WHAT THIS TASK INVOLVES:
What you produce should match the records exactly, line for line.
##### DATA TO USE
use std::fmt;
use std::io::Read;
use std::sync::atomic::{AtomicBool, AtomicU64, Ordering};
use std::sync::Arc;

use eventwire_frame::{Message, MessageReader};
use serde_json::Value;
use tracing::{debug, trace, warn};

use crate::emitter::{EventEmitter, Subscription, CLOSE_EVENT, ERROR_EVENT, MESSAGE_EVENT};
use crate::error::PeerError;

/// The receiving side of one accepted connection.
///
/// Every decoded message is published as an event named after the
/// message, with its argument list as the payload. Cloning is cheap and
/// every clone refers to the same connection.
#[derive(Clone)]
pub struct EventSource {
    inner: Arc<SourceInner>,
}

struct SourceInner {
    id: String,
    peer: String,
    events: EventEmitter<[Value]>,
    messages: EventEmitter<Message>,
    errors: EventEmitter<PeerError>,
    closes: EventEmitter<bool>,
    closed: AtomicBool,
    received: AtomicU64,
}

impl EventSource {
    pub(crate) fn new(id: String, peer: String) -> Self {
        Self {
            inner: Arc::new(SourceInner {
                id,
                peer,
                events: EventEmitter::new(),
                messages: EventEmitter::new(),
                errors: EventEmitter::new(),
                closes: EventEmitter::new(),
                closed: AtomicBool::new(false),
                received: AtomicU64::new(0),
            }),
        }
    }

    /// Connection identifier, `conn-N`, unique within its Consumer.
    pub fn id(&self) -> &str {
        &self.inner.id
    }

    /// Human-readable label of the remote end.
    pub fn peer(&self) -> &str {
        &self.inner.peer
    }

    /// Whether the decode pipeline has finished.
    pub fn is_closed(&self) -> bool {
        self.inner.closed.load(Ordering::Acquire)
    }

    /// Number of messages published so far.
    pub fn received(&self) -> u64 {
        self.inner.received.load(Ordering::Relaxed)
    }

    pub fn on<F>(&self, event: impl Into<String>, handler: F) -> Subscription
    where
        F: Fn(&[Value]) + Send + Sync + 'static,
    {
        self.inner.events.on(event, handler)
    }

    pub fn once<F>(&self, event: impl Into<String>, handler: F) -> Subscription
    where
        F: Fn(&[Value]) + Send + Sync + 'static,
    {
        self.inner.events.once(event, handler)
    }

    /// Subscribe to every message regardless of its event name.
    ///
    /// Runs after the handlers registered for that name.
    pub fn on_message<F>(&self, handler: F) -> Subscription
    where
        F: Fn(&Message) + Send + Sync + 'static,
    {
        self.inner.messages.on(MESSAGE_EVENT, handler)
    }

    /// Subscribe to transport and decode errors on this connection.
    pub fn on_error<F>(&self, handler: F) -> Subscription
    where
        F: Fn(&PeerError) + Send + Sync + 'static,
    {
        self.inner.errors.on(ERROR_EVENT, handler)
    }

    /// Subscribe to the end of this connection. The flag is true when the
    /// pipeline stopped because of an error.
    pub fn on_close<F>(&self, handler: F) -> Subscription
    where
        F: Fn(bool) + Send + Sync + 'static,
    {
        self.inner
            .closes
            .on(CLOSE_EVENT, move |had_error: &bool| handler(*had_error))
    }

    /// Remove a subscription made through any of the `on*` methods.
    pub fn off(&self, subscription: &Subscription) -> bool {
        self.inner.events.off(subscription)
            || self.inner.messages.off(subscription)
            || self.inner.errors.off(subscription)
            || self.inner.closes.off(subscription)
    }

    pub fn listener_count(&self, event: &str) -> usize {
        self.inner.events.listener_count(event)
    }

    /// Drive the decode pipeline until the stream ends or fails.
    ///
    /// Runs on the connection's reader thread. Messages are published in
    /// arrival order; the first error is published and ends the pipeline.
    pub(crate) fn run<R: Read>(&self, mut reader: MessageReader<R>) {
        let inner = &self.inner;
        let had_error = loop {
            match reader.read_message() {
                Ok(Some(message)) => {
                    inner.received.fetch_add(1, Ordering::Relaxed);
                    trace!(
                        id = %inner.id,
                        event = %message.event,
                        args = message.args.len(),
                        "event received"
                    );
                    inner.events.emit(&message.event, &message.args);
                    inner.messages.emit(MESSAGE_EVENT, &message);
                }
                Ok(None) => break false,
                Err(err) => {
                    self.publish_error(err.into());
                    break true;
                }
            }
        };
        drop(reader);

        debug!(
            id = %inner.id,
            received = inner.received.load(Ordering::Relaxed),
            had_error,
            "connection closed"
        );
        inner.closed.store(true, Ordering::Release);
        inner.closes.emit(CLOSE_EVENT, &had_error);
    }

    fn publish_error(&self, err: PeerError) {
        if !self.inner.errors.emit(ERROR_EVENT, &err) {
            warn!(id = %self.inner.id, error = %err, "unhandled connection error");
        }
    }
}

impl fmt::Debug for EventSource {
    fn fmt(&self, f: &mut fmt::Formatter<'_>) -> fmt::Result {
        f.debug_struct("EventSource")
            .field("id", &self.inner.id)
            .field("peer", &self.inner.peer)
            .field("closed", &self.is_closed())
            .finish()
    }
}
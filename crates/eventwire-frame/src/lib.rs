//! Newline-delimited JSON framing for named events.
//!
//! Every frame is one compact JSON object `{"event":..,"args":[..]}`
//! followed by [`SEPARATOR`]. Bytes arrive at arbitrary boundaries; the
//! [`FrameSplitter`] reassembles them into complete frames and the codec
//! turns frames into [`Message`]s.
//!
//! No partial reads, no buffer management in user code.

pub mod buffer;
pub mod codec;
pub mod error;
#[cfg(feature = "async")]
pub mod framed;
pub mod reader;
pub mod separator;
pub mod splitter;
pub mod writer;

pub use buffer::ReceiveBuffer;
pub use codec::{decode, encode, encode_frame, FrameConfig, Message, DEFAULT_MAX_FRAME};
pub use error::{FrameError, Result};
#[cfg(feature = "async")]
pub use framed::MessageCodec;
pub use reader::MessageReader;
pub use separator::SEPARATOR;
pub use splitter::{FrameSplitter, Frames};
pub use writer::MessageWriter;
##########
SOLUTION TO THIS TASK:
use std::fmt;
use std::io::Read;
use std::sync::atomic::{AtomicBool, AtomicU64, Ordering};
use std::sync::Arc;

use eventwire_frame::{Message, MessageReader};
use serde_json::Value;
use tracing::{debug, trace, warn};

use crate::emitter::{EventEmitter, Subscription, CLOSE_EVENT, ERROR_EVENT, MESSAGE_EVENT};
use crate::error::PeerError;

/// The receiving side of one accepted connection.
///
/// Every decoded message is published as an event named after the
/// message, with its argument list as the payload. Cloning is cheap and
/// every clone refers to the same connection.
#[derive(Clone)]
pub struct EventSource {
    inner: Arc<SourceInner>,
}

struct SourceInner {
    id: String,
    peer: String,
    events: EventEmitter<[Value]>,
    messages: EventEmitter<Message>,
    errors: EventEmitter<PeerError>,
    closes: EventEmitter<bool>,
    closed: AtomicBool,
    received: AtomicU64,
}

impl EventSource {
    pub(crate) fn new(id: String, peer: String) -> Self {
        Self {
            inner: Arc::new(SourceInner {
                id,
                peer,
                events: EventEmitter::new(),
                messages: EventEmitter::new(),
                errors: EventEmitter::new(),
                closes: EventEmitter::new(),
                closed: AtomicBool::new(false),
                received: AtomicU64::new(0),
            }),
        }
    }

    /// Connection identifier, `conn-N`, unique within its Consumer.
    pub fn id(&self) -> &str {
        &self.inner.id
    }

    /// Human-readable label of the remote end.
    pub fn peer(&self) -> &str {
        &self.inner.peer
    }

    /// Whether the decode pipeline has finished.
    pub fn is_closed(&self) -> bool {
        self.inner.closed.load(Ordering::Acquire)
    }

    /// Number of messages published so far.
    pub fn received(&self) -> u64 {
        self.inner.received.load(Ordering::Relaxed)
    }

    pub fn on<F>(&self, event: impl Into<String>, handler: F) -> Subscription
    where
        F: Fn(&[Value]) + Send + Sync + 'static,
    {
        self.inner.events.on(event, handler)
    }

    pub fn once<F>(&self, event: impl Into<String>, handler: F) -> Subscription
    where
        F: Fn(&[Value]) + Send + Sync + 'static,
    {
        self.inner.events.once(event, handler)
    }

    /// Subscribe to every message regardless of its event name.
    ///
    /// Runs after the handlers registered for that name.
    pub fn on_message<F>(&self, handler: F) -> Subscription
    where
        F: Fn(&Message) + Send + Sync + 'static,
    {
        self.inner.messages.on(MESSAGE_EVENT, handler)
    }

    /// Subscribe to transport and decode errors on this connection.
    pub fn on_error<F>(&self, handler: F) -> Subscription
    where
        F: Fn(&PeerError) + Send + Sync + 'static,
    {
        self.inner.errors.on(ERROR_EVENT, handler)
    }

    /// Subscribe to the end of this connection. The flag is true when the
    /// pipeline stopped because of an error.
    pub fn on_close<F>(&self, handler: F) -> Subscription
    where
        F: Fn(bool) + Send + Sync + 'static,
    {
        self.inner
            .closes
            .on(CLOSE_EVENT, move |had_error: &bool| handler(*had_error))
    }

    /// Remove a subscription made through any of the `on*` methods.
    pub fn off(&self, subscription: &Subscription) -> bool {
        self.inner.events.off(subscription)
            || self.inner.messages.off(subscription)
            || self.inner.errors.off(subscription)
            || self.inner.closes.off(subscription)
    }

    pub fn listener_count(&self, event: &str) -> usize {
        self.inner.events.listener_count(event)
    }

    /// Drive the decode pipeline until the stream ends or fails.
    ///
    /// Runs on the connection's reader thread. Messages are published in
    /// arrival order; the first error is published and ends the pipeline.
    pub(crate) fn run<R: Read>(&self, mut reader: MessageReader<R>) {
        let inner = &self.inner;
        let had_error = loop {
            match reader.read_message() {
                Ok(Some(message)) => {
                    inner.received.fetch_add(1, Ordering::Relaxed);
                    trace!(
                        id = %inner.id,
                        event = %message.event,
                        args = message.args.len(),
                        "event received"
                    );
                    inner.events.emit(&message.event, &message.args);
                    inner.messages.emit(MESSAGE_EVENT, &message);
                }
                Ok(None) => break false,
                Err(err) => {
                    self.publish_error(err.into());
                    break true;
                }
            }
        };
        drop(reader);

        debug!(
            id = %inner.id,
            received = inner.received.load(Ordering::Relaxed),
            had_error,
            "connection closed"
        );
        inner.closed.store(true, Ordering::Release);
        inner.closes.emit(CLOSE_EVENT, &had_error);
    }

    fn publish_error(&self, err: PeerError) {
        if !self.inner.errors.emit(ERROR_EVENT, &err) {
            warn!(id = %self.inner.id, error = %err, "unhandled connection error");
        }
    }
}

impl fmt::Debug for EventSource {
    fn fmt(&self, f: &mut fmt::Formatter<'_>) -> fmt::Result {
        f.debug_struct("EventSource")
            .field("id", &self.inner.id)
            .field("peer", &self.inner.peer)
            .field("closed", &self.is_closed())
            .finish()
    }
}
filename crates/eventwire-frame/src/lib.rs
//! Newline-delimited JSON framing for named events.
//!
//! Every frame is one compact JSON object `{"event":..,"args":[..]}`
//! followed by [`SEPARATOR`]. Bytes arrive at arbitrary boundaries; the
//! [`FrameSplitter`] reassembles them into complete frames and the codec
//! turns frames into [`Message`]s.
//!
//! No partial reads, no buffer management in user code.

pub mod buffer;
pub mod codec;
pub mod error;
#[cfg(feature = "async")]
pub mod framed;
pub mod reader;
pub mod separator;
pub mod splitter;
pub mod writer;

pub use buffer::ReceiveBuffer;
pub use codec::{decode, encode, encode_frame, FrameConfig, Message, DEFAULT_MAX_FRAME};
pub use error::{FrameError, Result};
#[cfg(feature = "async")]
pub use framed::MessageCodec;
pub use reader::MessageReader;
pub use separator::SEPARATOR;
pub use splitter::{FrameSplitter, Frames};
pub use writer::MessageWriter;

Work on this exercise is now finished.